Let’s start at Frost and Clouds, where Joshua Gutoff writes an essential reminder: The rabbis who created post-Temple Judaism weren’t philosophers (or engineers); their words were poetry and the calendar they designed was choreography. So if you think they were talking about the stones in Jerusalem when they talked about “destruction of the Temple,” please rethink:
…“The Temple” is their way of speaking about a world in which God was experienced as directly and even intimately present, and “Destruction” is the language for the loss of that experience. …
But poetry can sometimes be badly, dangerously misread. The standard religious Zionist reading of Tisha Be’Av quotes Rav Kook as saying that the destruction took place because of “baseless hatred” and that the Temple will be rebuilt out of “baseless love” – a term that is quickly transformed into condemnation of dissent, disagreement and disunity, so that Judaism becomes an introduction to fascism. (Yes, I know what the word means. I use it deliberately, in its historical sense, to describe the disgrace of religious Zionism today and the constant effort of its mainstream spokespeople to label any criticism “baseless hatred.”)
Yehudah Mirsky sticks a pin in this large, hollow idea:
… I am by no means sure that what my very tortured city and society need is a great big hug, and because I am by no means sure that that is what Rav Kook himself had in mind. … Strong belief is not the enemy of good, of humanity and pluralism, or of a rich appreciation of complexity. It is the sine qua non of positive moral action in the world. Tisha Be’Av bids us not to repress our beliefs and our willingness to fight for them, but to weave them into another belief, in the God-given humanity we share with our opponents. …
Myy friend Aryeh Cohen has shown how these thoughts can be turned into action: In the city of the Lost Angels, he put on his “going to jail” clothes and went out to protest the Hyatt Hotel chains shameful, shameless treatment of its workersץ Here’s why, and how it’s connected to Tisha Be’Av:
…Ezekiel explains that the sin of Sodom—the archetypal evil city—was hoarding its wealth and resources and not sharing them. The Rabbis expand this, saying that the Sodomites saw it as a crime for a person to share what s/he had with the needy. Ultimately, the Rabbis define the Sodomite approach as “what is mine is mine and what is yours is yours.”
In many disturbing ways in this time of dire economic challenge for most people in this city, and the country in general, there are growing Sodomite tendencies afoot. Farmer workers dying in the fields, harsher immigration laws, a growing number of day laborers being denied their pay, the Congress barely passing an extension to unemployment benefits, and workers’ rights and hard fought gains under attack across the board. The way back from this precipice, the way towards righteousness, is holding ourselves accountable for the well being of all residents of our cities. We cannot find our way out of the Sodomite morass when we are half-asleep, not necessarily doing anything “wrong” but not awake to the injustices in front of us.

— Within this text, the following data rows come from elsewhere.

use std::env;
use std::pin::Pin;
use std::time::{Duration, Instant};

use futures::Stream;
use futures::stream::StreamExt;
use reqwest::header::{HeaderMap, HeaderValue};
use reqwest::{Client as ReqwestClient, Response, header};
use serde::Deserialize;

use crate::error::{Error, Result};
use crate::observability::{
    CLIENT_REQUEST_DURATION, CLIENT_REQUEST_ERRORS, CLIENT_REQUESTS, STREAM_TTFB,
};
use crate::sse::process_sse;
use crate::types::{ChatCompletionChunk, ChatCompletionRequest};

/// Default endpoint: DashScope's OpenAI-compatible mode.
pub const DEFAULT_BASE_URL: &str = "https://dashscope.aliyuncs.com/compatible-mode/v1/";

/// Environment variable consulted when no API key is passed explicitly.
pub const API_KEY_ENV: &str = "DASHSCOPE_API_KEY";

const DEFAULT_TIMEOUT: Duration = Duration::from_secs(300);

/// A boxed stream of parsed completion chunks.
pub type ChunkStream = Pin<Box<dyn Stream<Item = Result<ChatCompletionChunk>> + Send>>;

/// Anything that can turn a request snapshot into a stream of completion chunks.
///
/// The HTTP client is the production implementation; tests substitute scripted
/// transports.
#[async_trait::async_trait]
pub trait ChatTransport: Send + Sync {
    /// Open a streaming completion for `request`.
    async fn stream(&self, request: ChatCompletionRequest) -> Result<ChunkStream>;
}

/// Client for an OpenAI-compatible streaming chat completions endpoint.
#[derive(Debug, Clone)]
pub struct OmniClient {
    api_key: String,
    client: ReqwestClient,
    base_url: String,
    timeout: Duration,
}

impl OmniClient {
    /// Create a new client against the default endpoint.
    ///
    /// The API key can be provided directly or read from the DASHSCOPE_API_KEY
    /// environment variable.
    pub fn new(api_key: Option<String>) -> Result<Self> {
        Self::with_options(api_key, None, None)
    }

    /// Create a new client with custom settings.
    pub fn with_options(
        api_key: Option<String>,
        base_url: Option<String>,
        timeout: Option<Duration>,
    ) -> Result<Self> {
        let api_key = match api_key {
            Some(key) => key,
            None => env::var(API_KEY_ENV).map_err(|_| {
                Error::authentication(format!(
                    "API key not provided and {API_KEY_ENV} environment variable not set"
                ))
            })?,
        };
        if api_key.trim().is_empty() {
            return Err(Error::authentication("API key is empty"));
        }

        let base_url = normalize_base_url(base_url.as_deref().unwrap_or(DEFAULT_BASE_URL))?;
        let timeout = timeout.unwrap_or(DEFAULT_TIMEOUT);
        let client = ReqwestClient::builder()
            .timeout(timeout)
            .build()
            .map_err(|e| {
                Error::http_client(
                    format!("Failed to build HTTP client: {e}"),
                    Some(Box::new(e)),
                )
            })?;

        Ok(Self {
            api_key: api_key.trim().to_string(),
            client,
            base_url,
            timeout,
        })
    }

    /// The endpoint root, always ending in `/`.
    pub fn base_url(&self) -> &str {
        &self.base_url
    }

    /// Create and return default headers for API requests.
    fn default_headers(&self) -> Result<HeaderMap> {
        let mut headers = HeaderMap::new();
        headers.insert(
            header::CONTENT_TYPE,
            HeaderValue::from_static("application/json"),
        );
        headers.insert(
            header::ACCEPT,
            HeaderValue::from_static("text/event-stream"),
        );
        let bearer = HeaderValue::from_str(&format!("Bearer {}", self.api_key))
            .map_err(|_| Error::authentication("API key contains invalid header characters"))?;
        headers.insert(header::AUTHORIZATION, bearer);
        Ok(headers)
    }

    /// Process API response errors and convert to our Error type
    async fn process_error_response(response: Response) -> Error {
        let status_code = response.status().as_u16();

        let request_id = response
            .headers()
            .get("x-request-id")
            .and_then(|val| val.to_str().ok())
            .map(String::from);

        let retry_after = response
            .headers()
            .get("retry-after")
            .and_then(|val| val.to_str().ok())
            .and_then(|val| val.parse::<u64>().ok());

        let error_body = match response.text().await {
            Ok(body) => body,
            Err(e) => {
                return Error::http_client(
                    format!("Failed to read error response: {e}"),
                    Some(Box::new(e)),
                );
            }
        };

        error_from_body(status_code, &error_body, request_id, retry_after)
    }

    /// Send a request and get a stream of completion chunks.
    pub async fn stream(&self, mut request: ChatCompletionRequest) -> Result<ChunkStream> {
        request.stream = true;
        request.stream_options.include_usage = true;

        let url = format!("{}chat/completions", self.base_url);
        CLIENT_REQUESTS.click();
        tracing::debug!(
            model = %request.model,
            messages = request.messages.len(),
            audio = request.wants_audio(),
            "sending chat completion request"
        );

        let start = Instant::now();
        let response = self
            .client
            .post(&url)
            .headers(self.default_headers()?)
            .json(&request)
            .send()
            .await
            .map_err(|e| {
                CLIENT_REQUEST_ERRORS.click();
                if e.is_timeout() {
                    Error::timeout(
                        format!("Request timed out: {e}"),
                        Some(self.timeout.as_secs_f64()),
                    )
                } else if e.is_connect() {
                    Error::connection(format!("Connection error: {e}"), Some(Box::new(e)))
                } else {
                    Error::http_client(format!("Request failed: {e}"), Some(Box::new(e)))
                }
            })?;
        let elapsed = start.elapsed().as_secs_f64();
        CLIENT_REQUEST_DURATION.add(elapsed);
        STREAM_TTFB.add(elapsed);

        if !response.status().is_success() {
            CLIENT_REQUEST_ERRORS.click();
            let err = Self::process_error_response(response).await;
            tracing::warn!(error = %err, "chat completion request rejected");
            return Err(err);
        }

        let bytes = response.bytes_stream().map(|result| {
            result.map_err(|e| {
                Error::streaming(format!("Error in HTTP stream: {e}"), Some(Box::new(e)))
            })
        });
        Ok(Box::pin(process_sse(bytes)))
    }
}

#[async_trait::async_trait]
impl ChatTransport for OmniClient {
    async fn stream(&self, request: ChatCompletionRequest) -> Result<ChunkStream> {
        OmniClient::stream(self, request).await
    }
}

fn normalize_base_url(base_url: &str) -> Result<String> {
    let parsed = url::Url::parse(base_url.trim())?;
    if !matches!(parsed.scheme(), "http" | "https") {
        return Err(Error::url(
            format!("unsupported scheme in base URL: {}", parsed.scheme()),
            None,
        ));
    }
    let mut normalized = parsed.to_string();
    if !normalized.ends_with('/') {
        normalized.push('/');
    }
    Ok(normalized)
}

/// Map an HTTP error status and body onto the error taxonomy.
///
/// Understands both the OpenAI-compatible body (`{"error": {...}}`) and DashScope's native
/// body (`{"code", "message", "request_id"}`); anything else is surfaced verbatim.
fn error_from_body(
    status_code: u16,
    body: &str,
    request_id: Option<String>,
    retry_after: Option<u64>,
) -> Error {
    #[derive(Deserialize)]
    struct ErrorResponse {
        error: Option<ErrorDetail>,
        code: Option<String>,
        message: Option<String>,
        request_id: Option<String>,
    }

    #[derive(Deserialize)]
    struct ErrorDetail {
        #[serde(rename = "type")]
        error_type: Option<String>,
        code: Option<serde_json::Value>,
        message: Option<String>,
        param: Option<String>,
    }

    let parsed = serde_json::from_str::<ErrorResponse>(body).ok();
    let detail = parsed.as_ref().and_then(|e| e.error.as_ref());
    let error_type = detail
        .and_then(|d| d.error_type.clone())
        .or_else(|| {
            detail
                .and_then(|d| d.code.as_ref())
                .and_then(|c| c.as_str().map(String::from))
        })
        .or_else(|| parsed.as_ref().and_then(|e| e.code.clone()));
    let message = detail
        .and_then(|d| d.message.clone())
        .or_else(|| parsed.as_ref().and_then(|e| e.message.clone()))
        .unwrap_or_else(|| body.to_string());
    let param = detail.and_then(|d| d.param.clone());
    let request_id = request_id.or_else(|| parsed.as_ref().and_then(|e| e.request_id.clone()));

    match status_code {
        400 => Error::bad_request(message, param),
        401 => Error::authentication(message),
        403 => Error::permission(message),
        404 => Error::not_found(message),
        408 => Error::timeout(message, None),
        429 => Error::rate_limit(message, retry_after),
        500 => Error::internal_server(message, request_id),
        502..=504 => Error::service_unavailable(message, retry_after),
        _ => Error::api(status_code, error_type, message, request_id),
    }
}

#[cfg(test)]
mod tests {
    use super::*;

    #[test]
    fn test_client_creation() {
        let client = OmniClient::new(Some("test-key".to_string())).unwrap();
        assert_eq!(client.api_key, "test-key");
        assert_eq!(client.base_url, DEFAULT_BASE_URL);
        assert_eq!(client.timeout, DEFAULT_TIMEOUT);

        let client = OmniClient::with_options(
            Some("test-key".to_string()),
            Some("http://localhost:8080/v1".to_string()),
            Some(Duration::from_secs(30)),
        )
        .unwrap();
        assert_eq!(client.base_url(), "http://localhost:8080/v1/");
        assert_eq!(client.timeout, Duration::from_secs(30));
    }

    #[test]
    fn empty_key_is_rejected() {
        let err = OmniClient::new(Some("  ".to_string())).unwrap_err();
        assert!(err.is_authentication());
    }

    #[test]
    fn bad_base_url_is_rejected() {
        assert!(
            OmniClient::with_options(Some("k".to_string()), Some("not a url".to_string()), None)
                .is_err()
        );
        assert!(
            OmniClient::with_options(
                Some("k".to_string()),
                Some("ftp://example.com/".to_string()),
                None
            )
            .is_err()
        );
    }

    #[test]
    fn bearer_header() {
        let client = OmniClient::new(Some("sk-123".to_string())).unwrap();
        let headers = client.default_headers().unwrap();
        assert_eq!(headers[header::AUTHORIZATION], "Bearer sk-123");
        assert_eq!(headers[header::ACCEPT], "text/event-stream");
    }

    #[test]
    fn openai_style_error_body() {
        let body = r#"{"error":{"message":"Incorrect API key provided.","type":"invalid_request_error","param":null,"code":"invalid_api_key"},"request_id":"abc"}"#;
        let err = error_from_body(401, body, None, None);
        assert!(err.is_authentication());
        assert!(err.to_string().contains("Incorrect API key"));

        let err = error_from_body(418, body, None, None);
        assert_eq!(err.status_code(), Some(418));
        assert_eq!(err.request_id(), Some("abc"));
    }

    #[test]
    fn dashscope_style_error_body() {
        let body = r#"{"code":"Throttling.RateQuota","message":"Requests rate limit exceeded.","request_id":"r-1"}"#;
        let err = error_from_body(429, body, None, Some(3));
        assert!(err.is_rate_limit());
        assert!(err.to_string().contains("retry after 3 seconds"));

        let err = error_from_body(500, body, None, None);
        assert_eq!(err.request_id(), Some("r-1"));
    }

    #[test]
    fn unparseable_error_body_is_kept() {
        let err = error_from_body(502, "<html>bad gateway</html>", None, None);
        assert!(err.is_server_error());
        assert!(err.to_string().contains("bad gateway"));
    }
}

The Hyatt Hotel chain (controlled by the Chicago-based Pritzker family) is, unfortunately, at this moment displaying some of the worst tendencies of the “Chieftains of Sodom.” Claiming penury as a result of the economic downturn, they actually have over a billion dollars in cash available (according to a March 2010 report). Still, they fired one hundred longtime employees in Boston, replacing them with entry level workers—whom the former trained before they were fired. …
(For more here on the Hyatt story, check the Jewish Journal of Los Angeles and In These Times.)
At Uri L’Tzedek, the organization for Social Justice, Sam Fleischacker explains why the commandment to “love the stranger” can’t be locked in the parochial bounds of respecting converts (important as that is):
…We understand God as truly the ruler of the entire universe, creator and guardian of all humankind, only when we recognize Him as the God of the stranger and not just of our kin. Loving the stranger is the most difficult of loves, the greatest challenge to our inclination to limit our concerns to the people and social system we know. But to care just about what we know is to worship ourselves, and to limit God to a being who takes care of the Jews is idolatry.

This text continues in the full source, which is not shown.